■ Instructions for the task ■
Only the lines from the first line of the records through the line containing "#[derive(Clone, Copy, Debug, PartialEq)]" belong in the answer. Copy them exactly.

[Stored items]
--

//! Path building and representation

use smallvec::SmallVec;

use crate::primitives::{CornerRadius, Rect};

/// Control-point distance for approximating a quarter ellipse with a cubic.
const KAPPA: f32 = 0.552_284_8;

/// Line segments used per curve when flattening.
const CURVE_STEPS: usize = 16;

/// A 2D point
#[derive(Clone, Copy, Debug, Default, PartialEq)]
#[repr(C)]
pub struct Point {
    pub x: f32,
    pub y: f32,
}

impl Point {
    pub const ZERO: Point = Point { x: 0.0, y: 0.0 };

    pub const fn new(x: f32, y: f32) -> Self {
        Self { x, y }
    }

    pub fn distance(&self, other: Point) -> f32 {
        (other.x - self.x).hypot(other.y - self.y)
    }

    pub fn lerp(self, other: Point, t: f32) -> Point {
        Point::new(
            self.x + (other.x - self.x) * t,
            self.y + (other.y - self.y) * t,
        )
    }
}

/// Path command
#[derive(Clone, Copy, Debug, PartialEq)]
pub enum PathCommand {
    MoveTo(Point),
    LineTo(Point),
    QuadTo {
        control: Point,
        end: Point,
    },
    CubicTo {
        control1: Point,
        control2: Point,
        end: Point,
    },
    Close,
}

impl PathCommand {
    fn map(self, f: impl Fn(Point) -> Point) -> Self {
        match self {
            PathCommand::MoveTo(p) => PathCommand::MoveTo(f(p)),
            PathCommand::LineTo(p) => PathCommand::LineTo(f(p)),
            PathCommand::QuadTo { control, end } => PathCommand::QuadTo {
                control: f(control),
                end: f(end),
            },
            PathCommand::CubicTo {
                control1,
                control2,
                end,
            } => PathCommand::CubicTo {
                control1: f(control1),
                control2: f(control2),
                end: f(end),
            },
            PathCommand::Close => PathCommand::Close,
        }
    }
}

/// A 2D path composed of commands
#[derive(Clone, Debug, Default, PartialEq)]
pub struct Path {
    commands: SmallVec<[PathCommand; 16]>,
}

impl Path {
    pub fn new() -> Self {
        Self::default()
    }

    pub fn commands(&self) -> &[PathCommand] {
        &self.commands
    }

    pub fn is_empty(&self) -> bool {
        self.commands.is_empty()
    }

    /// Bounding box of every on-curve and control point.
    pub fn bounds(&self) -> Option<Rect> {
        let mut points = self.commands.iter().flat_map(|c| match *c {
            PathCommand::MoveTo(p) | PathCommand::LineTo(p) => SmallVec::<[Point; 3]>::from_slice(&[p]),
            PathCommand::QuadTo { control, end } => SmallVec::from_slice(&[control, end]),
            PathCommand::CubicTo {
                control1,
                control2,
                end,
            } => SmallVec::from_slice(&[control1, control2, end]),
            PathCommand::Close => SmallVec::new(),
        });
        let first = points.next()?;
        let (min, max) = points.fold((first, first), |(min, max), p| {
            (
                Point::new(min.x.min(p.x), min.y.min(p.y)),
                Point::new(max.x.max(p.x), max.y.max(p.y)),
            )
        });
        Some(Rect::from_points(min, max))
    }

    /// Flatten into polylines, one per sub-path. Curves are sampled uniformly
    /// and a closed sub-path ends on its starting point.
    pub fn flatten(&self) -> Vec<Vec<Point>> {
        let mut out: Vec<Vec<Point>> = Vec::new();
        let mut current: Vec<Point> = Vec::new();
        let mut cursor = Point::ZERO;

        for command in &self.commands {
            match *command {
                PathCommand::MoveTo(p) => {
                    if current.len() > 1 {
                        out.push(std::mem::take(&mut current));
                    }
                    current.clear();
                    current.push(p);
                    cursor = p;
                }
                PathCommand::LineTo(p) => {
                    if current.is_empty() {
                        current.push(cursor);
                    }
                    current.push(p);
                    cursor = p;
                }
                PathCommand::QuadTo { control, end } => {
                    if current.is_empty() {
                        current.push(cursor);
                    }
                    let start = cursor;
                    for step in 1..=CURVE_STEPS {
                        let t = step as f32 / CURVE_STEPS as f32;
                        let a = start.lerp(control, t);
                        let b = control.lerp(end, t);
                        current.push(a.lerp(b, t));
                    }
                    cursor = end;
                }
                PathCommand::CubicTo {
                    control1,
                    control2,
                    end,
                } => {
                    if current.is_empty() {
                        current.push(cursor);
                    }
                    let start = cursor;
                    for step in 1..=CURVE_STEPS {
                        let t = step as f32 / CURVE_STEPS as f32;
                        current.push(cubic_point(start, control1, control2, end, t));
                    }
                    cursor = end;
                }
                PathCommand::Close => {
                    if let Some(&first) = current.first() {
                        if current.last() != Some(&first) {
                            current.push(first);
                        }
                        cursor = first;
                    }
                    if current.len() > 1 {
                        out.push(std::mem::take(&mut current));
                    }
                    current.clear();
                }
            }
        }

        if current.len() > 1 {
            out.push(current);
        }
        out
    }

    /// Total length of the flattened path.
    pub fn length(&self) -> f32 {
        self.flatten().iter().map(|line| polyline_length(line)).sum()
    }

    /// The leading `fraction` (0.0 to 1.0) of the path by length.
    ///
    /// Partial results are polylines; `fraction >= 1` returns the path as is.
    pub fn trimmed(&self, fraction: f32) -> Path {
        if fraction >= 1.0 {
            return self.clone();
        }
        if !(fraction > 0.0) {
            return Path::new();
        }

        let lines = self.flatten();
        let mut remaining = lines.iter().map(|l| polyline_length(l)).sum::<f32>() * fraction;
        let mut builder = PathBuilder::new();

        'lines: for line in &lines {
            let Some((&first, rest)) = line.split_first() else {
                continue;
            };
            builder = builder.move_to(first.x, first.y);
            let mut prev = first;
            for &p in rest {
                let seg = prev.distance(p);
                if seg >= remaining {
                    let t = if seg > 0.0 { remaining / seg } else { 0.0 };
                    let end = prev.lerp(p, t);
                    builder = builder.line_to(end.x, end.y);
                    break 'lines;
                }
                builder = builder.line_to(p.x, p.y);
                remaining -= seg;
                prev = p;
            }
        }
        builder.build()
    }

    /// Scale every y coordinate by `factor` about the horizontal line `anchor_y`.
    pub fn scaled_y(&self, factor: f32, anchor_y: f32) -> Path {
        self.map_points(|p| Point::new(p.x, anchor_y + (p.y - anchor_y) * factor))
    }

    fn map_points(&self, f: impl Fn(Point) -> Point + Copy) -> Path {
        Path {
            commands: self.commands.iter().map(|c| c.map(f)).collect(),
        }
    }
}

fn cubic_point(p0: Point, p1: Point, p2: Point, p3: Point, t: f32) -> Point {
    let u = 1.0 - t;
    let a = u * u * u;
    let b = 3.0 * u * u * t;
    let c = 3.0 * u * t * t;
    let d = t * t * t;
    Point::new(
        a * p0.x + b * p1.x + c * p2.x + d * p3.x,
        a * p0.y + b * p1.y + c * p2.y + d * p3.y,
    )
}

fn polyline_length(points: &[Point]) -> f32 {
    points.windows(2).map(|w| w[0].distance(w[1])).sum()
}

/// Builder for constructing paths
pub struct PathBuilder {
    path: Path,
}

impl PathBuilder {
    pub fn new() -> Self {
        Self { path: Path::new() }
    }

    pub fn move_to(mut self, x: f32, y: f32) -> Self {
        self.path.commands.push(PathCommand::MoveTo(Point::new(x, y)));
        self
    }

    pub fn line_to(mut self, x: f32, y: f32) -> Self {
        self.path.commands.push(PathCommand::LineTo(Point::new(x, y)));
        self
    }

    pub fn quad_to(mut self, cx: f32, cy: f32, x: f32, y: f32) -> Self {
        self.path.commands.push(PathCommand::QuadTo {
            control: Point::new(cx, cy),
            end: Point::new(x, y),
        });
        self
    }

    pub fn cubic_to(mut self, c1x: f32, c1y: f32, c2x: f32, c2y: f32, x: f32, y: f32) -> Self {
        self.path.commands.push(PathCommand::CubicTo {
            control1: Point::new(c1x, c1y),
            control2: Point::new(c2x, c2y),
            end: Point::new(x, y),
        });
        self
    }

    pub fn close(mut self) -> Self {
        self.path.commands.push(PathCommand::Close);
        self
    }

    /// Closed rectangle sub-path, clockwise from the top-leading corner.
    pub fn add_rect(self, rect: Rect) -> Self {
        self.move_to(rect.x, rect.y)
            .line_to(rect.max_x(), rect.y)
            .line_to(rect.max_x(), rect.max_y())
            .line_to(rect.x, rect.max_y())
            .close()
    }

    /// Closed ellipse inscribed in `rect`, four cubic quarter arcs.
    pub fn add_ellipse(self, rect: Rect) -> Self {
        let c = rect.center();
        let rx = rect.width / 2.0;
        let ry = rect.height / 2.0;
        let kx = rx * KAPPA;
        let ky = ry * KAPPA;
        self.move_to(c.x + rx, c.y)
            .cubic_to(c.x + rx, c.y + ky, c.x + kx, c.y + ry, c.x, c.y + ry)
            .cubic_to(c.x - kx, c.y + ry, c.x - rx, c.y + ky, c.x - rx, c.y)
            .cubic_to(c.x - rx, c.y - ky, c.x - kx, c.y - ry, c.x, c.y - ry)
            .cubic_to(c.x + kx, c.y - ry, c.x + rx, c.y - ky, c.x + rx, c.y)
            .close()
    }

    /// Closed rounded rectangle; radii are clamped to half the rect size.
    pub fn add_rounded_rect(self, rect: Rect, radius: CornerRadius) -> Self {
        let r = radius.clamped_to(rect);
        if r.x <= 0.0 || r.y <= 0.0 {
            return self.add_rect(rect);
        }
        let (x0, y0, x1, y1) = (rect.x, rect.y, rect.max_x(), rect.max_y());
        let kx = r.x * KAPPA;
        let ky = r.y * KAPPA;
        self.move_to(x0 + r.x, y0)
            .line_to(x1 - r.x, y0)
            .cubic_to(x1 - r.x + kx, y0, x1, y0 + r.y - ky, x1, y0 + r.y)
            .line_to(x1, y1 - r.y)
            .cubic_to(x1, y1 - r.y + ky, x1 - r.x + kx, y1, x1 - r.x, y1)
            .line_to(x0 + r.x, y1)
            .cubic_to(x0 + r.x - kx, y1, x0, y1 - r.y + ky, x0, y1 - r.y)
            .line_to(x0, y0 + r.y)
            .cubic_to(x0, y0 + r.y - ky, x0 + r.x - kx, y0, x0 + r.x, y0)
            .close()
    }

    pub fn build(self) -> Path {
        self.path
    }
}

impl Default for PathBuilder {
    fn default() -> Self {
        Self::new()
    }
}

--

■ Response to this exercise ■
//! Path building and representation

use smallvec::SmallVec;

use crate::primitives::{CornerRadius, Rect};

/// Control-point distance for approximating a quarter ellipse with a cubic.
const KAPPA: f32 = 0.552_284_8;

/// Line segments used per curve when flattening.
const CURVE_STEPS: usize = 16;

/// A 2D point
#[derive(Clone, Copy, Debug, Default, PartialEq)]
#[repr(C)]
pub struct Point {
    pub x: f32,
    pub y: f32,
}

impl Point {
    pub const ZERO: Point = Point { x: 0.0, y: 0.0 };

    pub const fn new(x: f32, y: f32) -> Self {
        Self { x, y }
    }

    pub fn distance(&self, other: Point) -> f32 {
        (other.x - self.x).hypot(other.y - self.y)
    }

    pub fn lerp(self, other: Point, t: f32) -> Point {
        Point::new(
            self.x + (other.x - self.x) * t,
            self.y + (other.y - self.y) * t,
        )
    }
}

/// Path command
#[derive(Clone, Copy, Debug, PartialEq)]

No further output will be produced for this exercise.